**Study material**
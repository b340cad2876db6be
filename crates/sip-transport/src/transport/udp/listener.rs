//! Binds and reads from the UDP socket backing a [`super::UdpTransport`].

use std::net::SocketAddr;
use std::sync::Arc;

use tokio::net::UdpSocket;

use crate::error::Result;

const MAX_DATAGRAM_SIZE: usize = 65_535;

pub struct UdpListener {
    socket: Arc<UdpSocket>,
}

impl UdpListener {
    pub async fn bind(addr: SocketAddr) -> Result<Self> {
        let socket = UdpSocket::bind(addr).await?;
        Ok(Self { socket: Arc::new(socket) })
    }

    pub fn local_addr(&self) -> Result<SocketAddr> {
        Ok(self.socket.local_addr()?)
    }

    pub fn clone_socket(&self) -> Arc<UdpSocket> {
        self.socket.clone()
    }

    /// Receives one datagram, returning its bytes, the sender's address,
    /// and the local address it arrived on.
    pub async fn receive(&self) -> Result<(Vec<u8>, SocketAddr, SocketAddr)> {
        let mut buf = vec![0u8; MAX_DATAGRAM_SIZE];
        let (len, src) = self.socket.recv_from(&mut buf).await?;
        buf.truncate(len);
        let local = self.socket.local_addr()?;
        Ok((buf, src, local))
    }

    #[cfg(test)]
    pub fn default() -> Self {
        // A closed placeholder; never actually used to send/receive (see
        // `UdpTransport::default`, which marks the transport closed before
        // its receive loop would touch this socket).
        let socket = std::net::UdpSocket::bind("127.0.0.1:0").expect("bind dummy socket");
        socket.set_nonblocking(true).expect("set nonblocking");
        Self {
            socket: Arc::new(UdpSocket::from_std(socket).expect("wrap dummy socket")),
        }
    }
}
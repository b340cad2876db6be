//! Core functionality for the server transport implementation
//!
//! This module contains components for handling the core transport functionality.

pub mod connection;
mod events;
mod frame;

pub use connection::*;
pub use events::*;
pub use frame::*; 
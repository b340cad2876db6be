//! Simple Example Demonstrating RTP Header Extensions
//!
//! This example shows how to configure and use RTP header extensions.

use std::net::SocketAddr;
use std::time::Duration;
use std::collections::HashMap;

use rvoip_rtp_core::api::{
    server::{ServerConfigBuilder, ServerFactory, transport::MediaTransportServer},
    common::extension::ExtensionFormat,
};

use tracing::{info, debug, error};
use tokio::time;

#[tokio::main]
async fn main() -> Result<(), Box<dyn std::error::Error>> {
    // Initialize logging
    tracing_subscriber::fmt()
        .with_max_level(tracing::Level::DEBUG)
        .init();
    
    info!("RTP Header Extensions API Example (Simplified)");
    info!("==============================================");
    
    // Configure and create server
    let server_config = ServerConfigBuilder::new()
        .local_address("127.0.0.1:9000".parse()?)
        .header_extensions_enabled(true)  // Enable header extensions
        .header_extension_format(ExtensionFormat::OneByte)  // Use one-byte format
        .build()?;
    
    // Use ServerFactory's static method to create a server
    let server = ServerFactory::create_server(server_config).await?;
    
    // Start the server
    server.start().await?;
    info!("Server started on {}", server.get_local_address().await?);
    
    // Set up a single header extension mapping (ID to URI)
    server.configure_header_extension(1, "urn:ietf:params:rtp-hdrext:ssrc-audio-level".to_string()).await?;
    
    info!("Configured audio level header extension on server");
    
    // Verify header extensions are enabled
    let extensions_enabled = server.is_header_extensions_enabled().await?;
    info!("Header extensions enabled: {}", extensions_enabled);
    
    // Wait a moment
    info!("Server running, press Ctrl+C to exit...");
    time::sleep(Duration::from_secs(5)).await;
    
    // Clean up
    info!("Stopping server...");
    server.stop().await?;
    
    info!("Test completed.");
    Ok(())
} 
use std::str;
use std::str::FromStr;
use nom::{
    branch::alt,
    bytes::complete::{take_till, take_while_m_n, take_till1},
    character::complete::{digit1, space1, line_ending},
    combinator::{map, map_res, recognize, opt, all_consuming},
    sequence::{tuple, preceded, terminated},
    IResult,
    error::{Error as NomError, ErrorKind, ParseError},
};
// Keep Result for FromStr impls if needed elsewhere
use crate::error::{Error, Result};
use crate::types::version::Version;
use crate::types::StatusCode;
use crate::parser::common::sip_version;
use crate::parser::whitespace::crlf;
use crate::parser::ParseResult;

/// Parser for SIP response status line (RFC 3261 Section 7.2)
///
/// ABNF Grammar:
/// Status-Line =  SIP-Version SP Status-Code SP Reason-Phrase CRLF
/// Status-Code =  3DIGIT
/// Reason-Phrase  =  *(reserved / unreserved / escaped / UTF8-NONASCII / UTF8-CONT / SP / HTAB)
///
/// Parser for a SIP response line
/// Returns components needed by IncrementalParser
pub fn parse_response_line(input: &str) -> IResult<&str, (Version, StatusCode, String)> {
    let (input, version) = map_res(
        take_till(|c| c == ' '),
        |s: &str| Version::from_str(s)
    )(input)?;

    let (input, _) = space1(input)?;

    let (input, status_code) = map_res(
        digit1,
        |s: &str| s.parse::<u16>()
    )(input)?;

    let status = match StatusCode::from_u16(status_code) {
        Ok(status) => status,
        // Use Failure for semantic errors, match nom::error::Error structure
        Err(_) => return Err(nom::Err::Failure(nom::error::Error::new(input, nom::error::ErrorKind::Verify))), 
    };

    let (input, _) = space1(input)?;

    let (input, reason) = map(
        take_till(|c| c == '\r' || c == '\n'),
        |s: &str| s.to_string()
    )(input)?;

    // Consume the line ending
    let (input, _) = line_ending(input)?;

    Ok((input, (version, status, reason)))
} 

// Status-Code = 3DIGIT
pub fn status_code(input: &[u8]) -> ParseResult<StatusCode> {
    map_res(
        digit1,
        |code_bytes: &[u8]| -> Result<StatusCode> {
            if code_bytes.len() != 3 {
                return Err(Error::ParseError("Status code must be 3 digits".to_string()));
            }
            let s = str::from_utf8(code_bytes)?;
            let code = s.parse::<u16>()
                .map_err(|e| Error::ParseError(format!("Invalid status code digit: {}", e)))?;
                
            StatusCode::from_u16(code)
                .map_err(|_| Error::InvalidStatusCode(code))
        }
    )(input)
}

// Reason-Phrase = *(reserved / unreserved / escaped / UTF8-NONASCII / UTF8-CONT / SP / HTAB)
// Simplified: take bytes until CRLF
pub fn reason_phrase(input: &[u8]) -> ParseResult<&[u8]> {
    // The reason phrase can be empty, so we use take_till instead of take_till1
    take_till(|c| c == b'\r' || c == b'\n')(input)
}

// Status-Line = SIP-Version SP Status-Code SP Reason-Phrase CRLF
pub fn parse_status_line(input: &[u8]) -> ParseResult<(Version, StatusCode, &[u8])> {
    terminated(
        tuple((
            terminated(sip_version, space1),
            terminated(status_code, space1),
            reason_phrase
        )),
        crlf
    )(input)
}


// Removed response_parser, response_parser_nom, parse_headers_and_body functions. 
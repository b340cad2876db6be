use nom::{
    branch::alt,
    bytes::complete::{tag, take_while1},
    combinator::{map, map_res, opt, recognize},
    multi::{many0, many1, separated_list1},
    sequence::{pair, preceded, separated_pair},
    IResult,
    error::{Error as NomError, ErrorKind},
};
use std::collections::HashMap;
use std::str;

// Import from new modules
use crate::parser::common_chars::{unreserved, escaped};
use crate::parser::ParseResult;
use crate::parser::utils::unescape_uri_component;
use crate::error::Error;

// hnv-unreserved = "[" / "]" / "/" / "?" / ":" / "+" / "$"
fn is_hnv_unreserved(c: u8) -> bool {
    matches!(c, b'[' | b']' | b'/' | b'?' | b':' | b'+' | b'$')
}

// hname = 1*( hnv-unreserved / unreserved / escaped )
// Return an unescaped string
pub fn hname(input: &[u8]) -> ParseResult<String> {
    let mut i = 0;
    let mut found_valid_char = false;
    
    while i < input.len() {
        match input[i] {
            // hnv-unreserved = "[" / "]" / "/" / "?" / ":" / "+" / "$"
            b'[' | b']' | b'/' | b'?' | b':' | b'+' | b'$' => {
                found_valid_char = true;
                i += 1;
            },
            // unreserved = alphanum / mark
            // mark = "-" / "_" / "." / "!" / "~" / "*" / "'" / "(" / ")"
            b'a'..=b'z' | b'A'..=b'Z' | b'0'..=b'9' | 
            b'-' | b'_' | b'.' | b'!' | b'~' | b'*' | b'\'' | b'(' | b')' => {
                found_valid_char = true;
                i += 1;
            },
            // escaped = "%" HEXDIG HEXDIG
            b'%' => {
                // Check for malformed escape sequences:
                // 1. % at the end of input
                if i + 2 >= input.len() {
                    // Incomplete escape sequence
                    return Err(nom::Err::Error(nom::error::Error::new(input, nom::error::ErrorKind::Tag)));
                }
                
                // 2. % followed by non-hex digits
                if !is_hex_digit(input[i+1]) || !is_hex_digit(input[i+2]) {
                    return Err(nom::Err::Error(nom::error::Error::new(input, nom::error::ErrorKind::Tag)));
                }
                
                found_valid_char = true;
                i += 3;
            },
            // If we hit an equals sign, we've reached the end
            b'=' => break,
            // If we encounter & or any other character, we've reached the end of this header name
            _ => break,
        }
    }
    
    if !found_valid_char {
        // If no valid chars found, this is not a valid hname
        return Err(nom::Err::Error(nom::error::Error::new(input, nom::error::ErrorKind::TakeWhile1)));
    }
    
    // Extract and unescape the name
    let name_bytes = &input[0..i];
    let name = unescape_uri_component(name_bytes)
        .map_err(|_| nom::Err::Error(nom::error::Error::new(input, nom::error::ErrorKind::MapRes)))?;
    
    Ok((&input[i..], name))
}

// hvalue = *( hnv-unreserved / unreserved / escaped )
// Return an unescaped string
pub fn hvalue(input: &[u8]) -> ParseResult<String> {
    let mut i = 0;
    
    while i < input.len() {
        match input[i] {
            // hnv-unreserved = "[" / "]" / "/" / "?" / ":" / "+" / "$"
            b'[' | b']' | b'/' | b'?' | b':' | b'+' | b'$' => {
                i += 1;
            },
            // unreserved = alphanum / mark
            // mark = "-" / "_" / "." / "!" / "~" / "*" / "'" / "(" / ")"
            b'a'..=b'z' | b'A'..=b'Z' | b'0'..=b'9' | 
            b'-' | b'_' | b'.' | b'!' | b'~' | b'*' | b'\'' | b'(' | b')' => {
                i += 1;
            },
            // escaped = "%" HEXDIG HEXDIG
            b'%' => {
                // Check for malformed escape sequences:
                // 1. % at the end of input
                if i + 2 >= input.len() {
                    // Incomplete escape sequence
                    return Err(nom::Err::Error(nom::error::Error::new(input, nom::error::ErrorKind::Tag)));
                }
                
                // 2. % followed by non-hex digits
                if !is_hex_digit(input[i+1]) || !is_hex_digit(input[i+2]) {
                    return Err(nom::Err::Error(nom::error::Error::new(input, nom::error::ErrorKind::Tag)));
                }
                
                // Special handling for percent-encoded ampersands and other delimiters
                // This helps with nested escaped sequences
                let hex_val = (parse_hex_digit(input[i+1]) << 4) | parse_hex_digit(input[i+2]);
                if hex_val == b'&' as u8 {
                    // Allow percent-encoded ampersands, they're part of the value
                } else if hex_val == b'?' as u8 {
                    // Allow percent-encoded question marks
                }
                
                i += 3;
            },
            // Additionally allow some characters that might appear in encoded headers
            b'<' | b'>' | b';' | b',' | b'"' | b'=' | b'@' | b' ' | b'#' | b'%' => {
                i += 1;
            },
            // If we encounter an actual ampersand (not percent-encoded), we've reached the end
            b'&' => break,
            // End of input or other characters
            _ => break,
        }
    }
    
    // Extract and unescape the value, which can be empty
    let value_bytes = &input[0..i];
    let value = unescape_uri_component(value_bytes)
        .map_err(|_| nom::Err::Error(nom::error::Error::new(input, nom::error::ErrorKind::MapRes)))?;
    
    Ok((&input[i..], value))
}

// Helper function to parse a single hex digit to its numeric value
fn parse_hex_digit(c: u8) -> u8 {
    match c {
        b'0'..=b'9' => c - b'0',
        b'A'..=b'F' => c - b'A' + 10,
        b'a'..=b'f' => c - b'a' + 10,
        _ => 0,  // Should never happen as we only call this after checking with is_hex_digit
    }
}

// header = hname "=" hvalue
pub fn header(input: &[u8]) -> ParseResult<(String, String)> {
    // Reject headers with no name (looking specifically for a starting equals sign)
    if input.is_empty() || input[0] == b'=' {
        return Err(nom::Err::Error(nom::error::Error::new(
            input,
            nom::error::ErrorKind::Tag,
        )));
    }
    
    let (remaining, name) = hname(input)?;
    
    if remaining.is_empty() || remaining[0] != b'=' {
        return Err(nom::Err::Error(nom::error::Error::new(
            remaining,
            nom::error::ErrorKind::Tag,
        )));
    }
    
    let (remaining, _) = tag(b"=")(remaining)?;
    let (remaining, value) = hvalue(remaining)?;

    // Ensure the header name is not empty after parsing
    if name.is_empty() {
        return Err(nom::Err::Error(nom::error::Error::new(
            input,
            nom::error::ErrorKind::Tag,
        )));
    }
    
    Ok((remaining, (name, value)))
}

// uri-headers = "?" header *( "&" header )
pub fn uri_headers(input: &[u8]) -> ParseResult<HashMap<String, String>> {
    if input.is_empty() || input[0] != b'?' {
        return Err(nom::Err::Error(nom::error::Error::new(
            input,
            nom::error::ErrorKind::Tag,
        )));
    }
    
    // We need to check specifically for "?=" which would be a header with no name
    // But we should allow complex values that might contain equals signs
    if input.len() >= 2 && input[1] == b'=' && (input.len() == 2 || input[2] != b'%') {
        return Err(nom::Err::Error(nom::error::Error::new(
            input,
            nom::error::ErrorKind::Tag,
        )));
    }

    let (mut remaining, _) = tag(b"?")(input)?;
    let mut headers = HashMap::new();
    
    // Parse first header
    match header(remaining) {
        Ok((new_remaining, (name, value))) => {
            if !name.is_empty() {
                headers.insert(name, value);
            }
            remaining = new_remaining;
        }
        Err(e) => return Err(e),
    }

    // Parse additional headers
    while !remaining.is_empty() && remaining[0] == b'&' {
        // Skip '&'
        let (new_remaining, _) = tag(b"&")(remaining)?;
        
        match header(new_remaining) {
            Ok((next_remaining, (name, value))) => {
                if !name.is_empty() {
                    headers.insert(name, value);
                }
                remaining = next_remaining;
            }
            Err(_) => {
                // Can't parse more headers
                break;
            }
        }
    }

    Ok((remaining, headers))
}

// Helper function to check if a byte is a hex digit (0-9, A-F, a-f)
fn is_hex_digit(c: u8) -> bool {
    matches!(c, b'0'..=b'9' | b'A'..=b'F' | b'a'..=b'f')
}
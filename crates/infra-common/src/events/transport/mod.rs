//! Transport layer abstractions for distributed event coordination
//!
//! This module provides the trait and implementations for network transports
//! used in distributed deployments.

use async_trait::async_trait;
use anyhow::Result;
use std::sync::Arc;

use crate::events::cross_crate::CrossCrateEvent;

pub mod nats;
pub mod grpc;

/// Network transport trait for distributed event delivery
#[async_trait]
pub trait NetworkTransport: Send + Sync {
    /// Send an event to a specific target service
    async fn send(&self, target: &str, event: Arc<dyn CrossCrateEvent>) -> Result<()>;
    
    /// Subscribe to events for this service
    async fn subscribe(&self, event_types: Vec<&str>) -> Result<TransportReceiver>;
    
    /// Health check for the transport
    async fn health_check(&self) -> Result<()>;
    
    /// Graceful shutdown
    async fn shutdown(&self) -> Result<()>;
}

/// Receiver for transport events
pub struct TransportReceiver {
    /// Internal receiver implementation
    receiver: Box<dyn TransportReceiverImpl>,
}

impl TransportReceiver {
    /// Create a new transport receiver
    pub fn new(receiver: Box<dyn TransportReceiverImpl>) -> Self {
        Self { receiver }
    }
    
    /// Receive the next event
    pub async fn recv(&mut self) -> Result<Option<Arc<dyn CrossCrateEvent>>> {
        self.receiver.recv().await
    }
}

/// Internal trait for transport receiver implementations
#[async_trait]
pub trait TransportReceiverImpl: Send + Sync {
    /// Receive the next event
    async fn recv(&mut self) -> Result<Option<Arc<dyn CrossCrateEvent>>>;
}

/// Serialization utilities for cross-crate events
pub mod serialization {
    use super::*;
    use serde::{Serialize, Deserialize};
    
    /// Wire format for serialized events
    #[derive(Debug, Serialize, Deserialize)]
    pub struct WireEvent {
        /// Event type identifier
        pub event_type: String,
        /// Source service name
        pub source: String,
        /// Target service name
        pub target: String,
        /// Serialized event payload (JSON)
        pub payload: serde_json::Value,
        /// Timestamp (Unix millis)
        pub timestamp: u64,
        /// Optional correlation ID for tracing
        pub correlation_id: Option<String>,
    }
    
    /// Serialize a cross-crate event for network transport
    pub fn serialize_event(
        event: &Arc<dyn CrossCrateEvent>,
        source: &str,
        target: &str,
    ) -> Result<Vec<u8>> {
        // TODO: Implement proper serialization
        // For now, this is a stub
        let wire_event = WireEvent {
            event_type: event.event_type().to_string(),
            source: source.to_string(),
            target: target.to_string(),
            payload: serde_json::json!({}), // TODO: Serialize actual event
            timestamp: std::time::SystemTime::now()
                .duration_since(std::time::UNIX_EPOCH)?
                .as_millis() as u64,
            correlation_id: None,
        };
        
        Ok(serde_json::to_vec(&wire_event)?)
    }
    
    /// Deserialize a cross-crate event from network transport
    pub fn deserialize_event(_data: &[u8]) -> Result<Arc<dyn CrossCrateEvent>> {
        // TODO: Implement proper deserialization
        anyhow::bail!("Event deserialization not yet implemented")
    }
}
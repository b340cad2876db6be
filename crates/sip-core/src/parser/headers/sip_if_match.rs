// RFC 3903 Section 5.2 - SIP-If-Match Header Parser
//
// SIP-If-Match = "SIP-If-Match" HCOLON entity-tag
// entity-tag = token

use crate::parser::token::token;
use crate::parser::whitespace::sws;
use crate::parser::ParseResult;
use crate::types::sip_if_match::SipIfMatch;
use nom::combinator::{map, opt};
use nom::sequence::terminated;

/// Parse a SIP-If-Match header value
///
/// # ABNF
/// ```abnf
/// SIP-If-Match = "SIP-If-Match" HCOLON entity-tag
/// entity-tag = token
/// ```
///
/// # Example
/// ```text
/// SIP-If-Match: dx200xyz
/// ```
pub fn parse_sip_if_match(input: &[u8]) -> ParseResult<SipIfMatch> {
    // Parse any leading whitespace
    let (input, _) = sws(input)?;
    
    // Parse the entity tag as a token
    let (input, tag_bytes) = token(input)?;
    
    // Convert to string
    let tag = std::str::from_utf8(tag_bytes)
        .map_err(|_| nom::Err::Error(nom::error::Error::new(input, nom::error::ErrorKind::Char)))?
        .to_string();
    
    // Parse any trailing whitespace
    let (input, _) = sws(input)?;
    
    Ok((input, SipIfMatch::new(tag)))
}

#[cfg(test)]
mod tests {
    use super::*;

    #[test]
    fn test_parse_sip_if_match_simple() {
        let input = b"dx200xyz";
        let (rem, if_match) = parse_sip_if_match(input).unwrap();
        assert!(rem.is_empty());
        assert_eq!(if_match.tag(), "dx200xyz");
    }
    
    #[test]
    fn test_parse_sip_if_match_with_spaces() {
        let input = b"  abc123  ";
        let (rem, if_match) = parse_sip_if_match(input).unwrap();
        assert!(rem.is_empty());
        assert_eq!(if_match.tag(), "abc123");
    }
    
    #[test]
    fn test_parse_sip_if_match_alphanumeric() {
        let input = b"Tag-123.456_xyz";
        let (rem, if_match) = parse_sip_if_match(input).unwrap();
        assert!(rem.is_empty());
        assert_eq!(if_match.tag(), "Tag-123.456_xyz");
    }
    
    #[test]
    fn test_parse_sip_if_match_empty_fails() {
        let input = b"";
        assert!(parse_sip_if_match(input).is_err());
    }
}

**What you should do**
Copy every line that contains "handling" from the listing above.

**Response for this exercise**
//! This module contains components for handling the core transport functionality.
                // Special handling for percent-encoded ampersands and other delimiters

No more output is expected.